### TASK DIRECTIONS
For each line in the records that contains "AssertUnwindSafe", make a copy.
DATASET CONTENT section start
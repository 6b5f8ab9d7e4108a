//! Main execution engine.
//!
//! Runs a batch of tasks under a declared concurrency policy and folds
//! every settlement into a single `Outcome`. The orchestrator raises no
//! failures of its own: everything it surfaces is a task failure,
//! classified before it is stored.

use std::future::Future;
use std::panic::AssertUnwindSafe;
use std::sync::atomic::{AtomicU64, Ordering};
use std::sync::Arc;

use futures::stream::{FuturesUnordered, StreamExt};
use futures::FutureExt;
use serde::{Deserialize, Serialize};
use tracing::{debug, info, instrument, warn};
use uuid::Uuid;

use crate::domain::{ErrorDetail, Outcome, Settled, Task};

use super::classify::classify;

/// Concurrency policy for a run
#[derive(Debug, Clone, Copy, PartialEq, Eq, Serialize, Deserialize)]
#[serde(rename_all = "snake_case")]
pub enum Policy {
    /// One task at a time, in submission order, halting at the first failure
    Sequential,

    /// All tasks in flight at once; latency bounded by the slowest task
    Concurrent,
}

impl Default for Policy {
    fn default() -> Self {
        Self::Sequential
    }
}

/// What a concurrent run does when some tasks fail
#[derive(Debug, Clone, Copy, PartialEq, Eq, Serialize, Deserialize)]
#[serde(rename_all = "snake_case")]
pub enum PartialFailureMode {
    /// Commit to the first observed failure; remaining results are discarded
    FailFast,

    /// Wait for every task and retain successes and failures side by side
    CollectAll,
}

impl Default for PartialFailureMode {
    fn default() -> Self {
        Self::FailFast
    }
}

/// Options for a single run
#[derive(Debug, Clone, Copy, Default)]
pub struct ExecuteOptions {
    /// Only meaningful under `Policy::Concurrent`
    pub on_partial_failure: PartialFailureMode,
}

/// How one spawned task settled: submission index, diagnostic name, a
/// settlement stamp taken the moment the work finished, and the raw result.
struct Settlement<T> {
    index: usize,
    name: String,
    stamp: u64,
    result: anyhow::Result<T>,
}

/// Main task orchestrator
pub struct Orchestrator;

impl Default for Orchestrator {
    fn default() -> Self {
        Self::new()
    }
}

impl Orchestrator {
    /// Create a new orchestrator
    pub fn new() -> Self {
        Self
    }

    /// Execute a batch of tasks under the given policy.
    ///
    /// An empty batch is the identity case: `Success` with no values,
    /// and no task is started. Result sequences are always in submission
    /// order regardless of completion order.
    ///
    /// Task bodies in a concurrent batch are assumed independent; no
    /// ordering is guaranteed between their internal progress.
    #[instrument(skip(self, tasks, options), fields(tasks = tasks.len(), policy = ?policy))]
    pub async fn execute<T: Send + 'static>(
        &self,
        tasks: Vec<Task<T>>,
        policy: Policy,
        options: ExecuteOptions,
    ) -> Outcome<T> {
        let run_id = Uuid::new_v4();
        info!(%run_id, tasks = tasks.len(), "Starting run");

        if tasks.is_empty() {
            return Outcome::Success { values: Vec::new() };
        }

        let outcome = match policy {
            Policy::Sequential => self.run_sequential(tasks).await,
            Policy::Concurrent => match options.on_partial_failure {
                PartialFailureMode::FailFast => self.run_fail_fast(tasks).await,
                PartialFailureMode::CollectAll => self.run_collect_all(tasks).await,
            },
        };

        match outcome.error() {
            None => info!(%run_id, "Run completed successfully"),
            Some(error) => warn!(%run_id, %error, "Run finished with failure"),
        }

        outcome
    }

    /// Run tasks one at a time, awaiting each before starting the next.
    ///
    /// On the first failure the remaining tasks are never invoked; their
    /// closures are dropped unused.
    async fn run_sequential<T>(&self, tasks: Vec<Task<T>>) -> Outcome<T> {
        let mut values = Vec::with_capacity(tasks.len());

        for (index, task) in tasks.into_iter().enumerate() {
            let name = task.name().to_string();
            debug!(index, task = %name, "Running task");

            match task.run().await {
                Ok(value) => values.push(value),
                Err(error) => {
                    let detail = classify(index, &name, &error);
                    warn!(index, task = %name, kind = ?detail.kind, "Task failed, halting run");
                    return Outcome::Failure { error: detail };
                }
            }
        }

        Outcome::Success { values }
    }

    /// Fan out, then return on the first observed failure.
    ///
    /// Remaining spawned tasks keep running detached; their settlements
    /// are discarded, never cancelled and never re-surfaced.
    async fn run_fail_fast<T: Send + 'static>(&self, tasks: Vec<Task<T>>) -> Outcome<T> {
        let total = tasks.len();
        let mut in_flight = fan_out(tasks);
        let mut values: Vec<(usize, T)> = Vec::with_capacity(total);

        while let Some(settlement) = in_flight.next().await {
            match settlement.result {
                Ok(value) => values.push((settlement.index, value)),
                Err(error) => {
                    let detail = classify(settlement.index, &settlement.name, &error);
                    warn!(
                        index = settlement.index,
                        task = %settlement.name,
                        kind = ?detail.kind,
                        "Task failed, committing failure outcome"
                    );
                    return Outcome::Failure { error: detail };
                }
            }
        }

        values.sort_by_key(|(index, _)| *index);
        Outcome::Success {
            values: values.into_iter().map(|(_, value)| value).collect(),
        }
    }

    /// Fan out and wait for every settlement.
    ///
    /// `first_error` is the failure with the lowest settlement stamp;
    /// exact ties fall back to submission order.
    async fn run_collect_all<T: Send + 'static>(&self, tasks: Vec<Task<T>>) -> Outcome<T> {
        let total = tasks.len();
        let mut in_flight = fan_out(tasks);
        let mut slots: Vec<Option<Settled<T>>> = Vec::new();
        slots.resize_with(total, || None);
        let mut first_error: Option<(u64, usize, ErrorDetail)> = None;

        while let Some(settlement) = in_flight.next().await {
            match settlement.result {
                Ok(value) => slots[settlement.index] = Some(Settled::Value(value)),
                Err(error) => {
                    let detail = classify(settlement.index, &settlement.name, &error);
                    let candidate = (settlement.stamp, settlement.index);
                    let earlier = first_error
                        .as_ref()
                        .map(|(stamp, index, _)| candidate < (*stamp, *index))
                        .unwrap_or(true);
                    if earlier {
                        first_error = Some((settlement.stamp, settlement.index, detail.clone()));
                    }
                    slots[settlement.index] = Some(Settled::Failed(detail));
                }
            }
        }

        let results: Vec<Settled<T>> = slots.into_iter().flatten().collect();

        match first_error {
            None => Outcome::Success {
                values: results
                    .into_iter()
                    .filter_map(|settled| match settled {
                        Settled::Value(value) => Some(value),
                        Settled::Failed(_) => None,
                    })
                    .collect(),
            },
            Some((_, _, first_error)) => Outcome::PartialFailure {
                results,
                first_error,
            },
        }
    }
}

/// Start every task without awaiting any, yielding settlements in
/// completion order.
///
/// Each task body is contained with `catch_unwind` so a panicking body
/// surfaces as a raw failure instead of tearing down the run, and stamps
/// a shared counter the moment it settles.
fn fan_out<T: Send + 'static>(
    tasks: Vec<Task<T>>,
) -> FuturesUnordered<impl Future<Output = Settlement<T>>> {
    let stamps = Arc::new(AtomicU64::new(0));

    tasks
        .into_iter()
        .enumerate()
        .map(|(index, task)| {
            let name = task.name().to_string();
            let stamps = Arc::clone(&stamps);

            let handle = tokio::spawn(async move {
                let result = AssertUnwindSafe(task.run())
                    .catch_unwind()
                    .await
                    .unwrap_or_else(|panic| {
                        Err(anyhow::anyhow!("task panicked: {}", panic_message(&panic)))
                    });
                let stamp = stamps.fetch_add(1, Ordering::SeqCst);
                (stamp, result)
            });

            async move {
                match handle.await {
                    Ok((stamp, result)) => Settlement {
                        index,
                        name,
                        stamp,
                        result,
                    },
                    // Only reachable if the runtime tears the task down;
                    // reported like any other raw failure.
                    Err(join_error) => Settlement {
                        index,
                        name,
                        stamp: u64::MAX,
                        result: Err(anyhow::Error::new(join_error)),
                    },
                }
            }
        })
        .collect()
}

/// Best-effort text for a panic payload
fn panic_message(panic: &Box<dyn std::any::Any + Send>) -> String {
    if let Some(message) = panic.downcast_ref::<&str>() {
        (*message).to_string()
    } else if let Some(message) = panic.downcast_ref::<String>() {
        message.clone()
    } else {
        "non-string panic payload".to_string()
    }
}

#[cfg(test)]
mod tests {
    use super::*;

    #[tokio::test]
    async fn test_empty_batch_is_identity() {
        let orchestrator = Orchestrator::new();

        let outcome: Outcome<i32> = orchestrator
            .execute(Vec::new(), Policy::Concurrent, ExecuteOptions::default())
            .await;

        assert_eq!(outcome, Outcome::Success { values: vec![] });
    }

    #[tokio::test]
    async fn test_panicking_task_is_contained() {
        let orchestrator = Orchestrator::new();
        let tasks = vec![
            Task::new("steady", || async { Ok(1) }),
            Task::new("explosive", || async { panic!("kaboom") }),
        ];

        let outcome = orchestrator
            .execute(tasks, Policy::Concurrent, ExecuteOptions::default())
            .await;

        let error = outcome.error().expect("panic must surface as a failure");
        assert_eq!(error.task_index, 1);
        assert!(error.message.contains("kaboom"));
    }

    #[test]
    fn test_defaults() {
        assert_eq!(Policy::default(), Policy::Sequential);
        assert_eq!(PartialFailureMode::default(), PartialFailureMode::FailFast);
        assert_eq!(
            ExecuteOptions::default().on_partial_failure,
            PartialFailureMode::FailFast
        );
    }
}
DATASET CONTENT section end
### RESPONSE TO THE EXERCISE
use std::panic::AssertUnwindSafe;
                let result = AssertUnwindSafe(task.run())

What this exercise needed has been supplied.